> _EXERCISE OBJECTIVE_
All of the data below should be written out exactly.

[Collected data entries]
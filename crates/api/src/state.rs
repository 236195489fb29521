use std::sync::Arc;

use kino_tmdb::TmdbClient;

use crate::config::ServerConfig;

/// Shared application state available to all Axum handlers via `State<AppState>`.
///
/// Cheaply cloneable: the pool and the HTTP client are reference-counted.
#[derive(Clone)]
pub struct AppState {
    /// Database connection pool.
    pub pool: kino_db::DbPool,
    /// Server configuration.
    pub config: Arc<ServerConfig>,
    /// Movie-metadata client, present when `TMDB_API_TOKEN` is configured.
    pub tmdb: Option<TmdbClient>,
}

> _RESULT OF THE TASK_
filename crates/api/src/state.rs
repository 236195489fb29521
use std::sync::Arc;

use kino_tmdb::TmdbClient;

use crate::config::ServerConfig;

/// Shared application state available to all Axum handlers via `State<AppState>`.
///
/// Cheaply cloneable: the pool and the HTTP client are reference-counted.
#[derive(Clone)]
pub struct AppState {
    /// Database connection pool.
    pub pool: kino_db::DbPool,
    /// Server configuration.
    pub config: Arc<ServerConfig>,
    /// Movie-metadata client, present when `TMDB_API_TOKEN` is configured.
    pub tmdb: Option<TmdbClient>,
}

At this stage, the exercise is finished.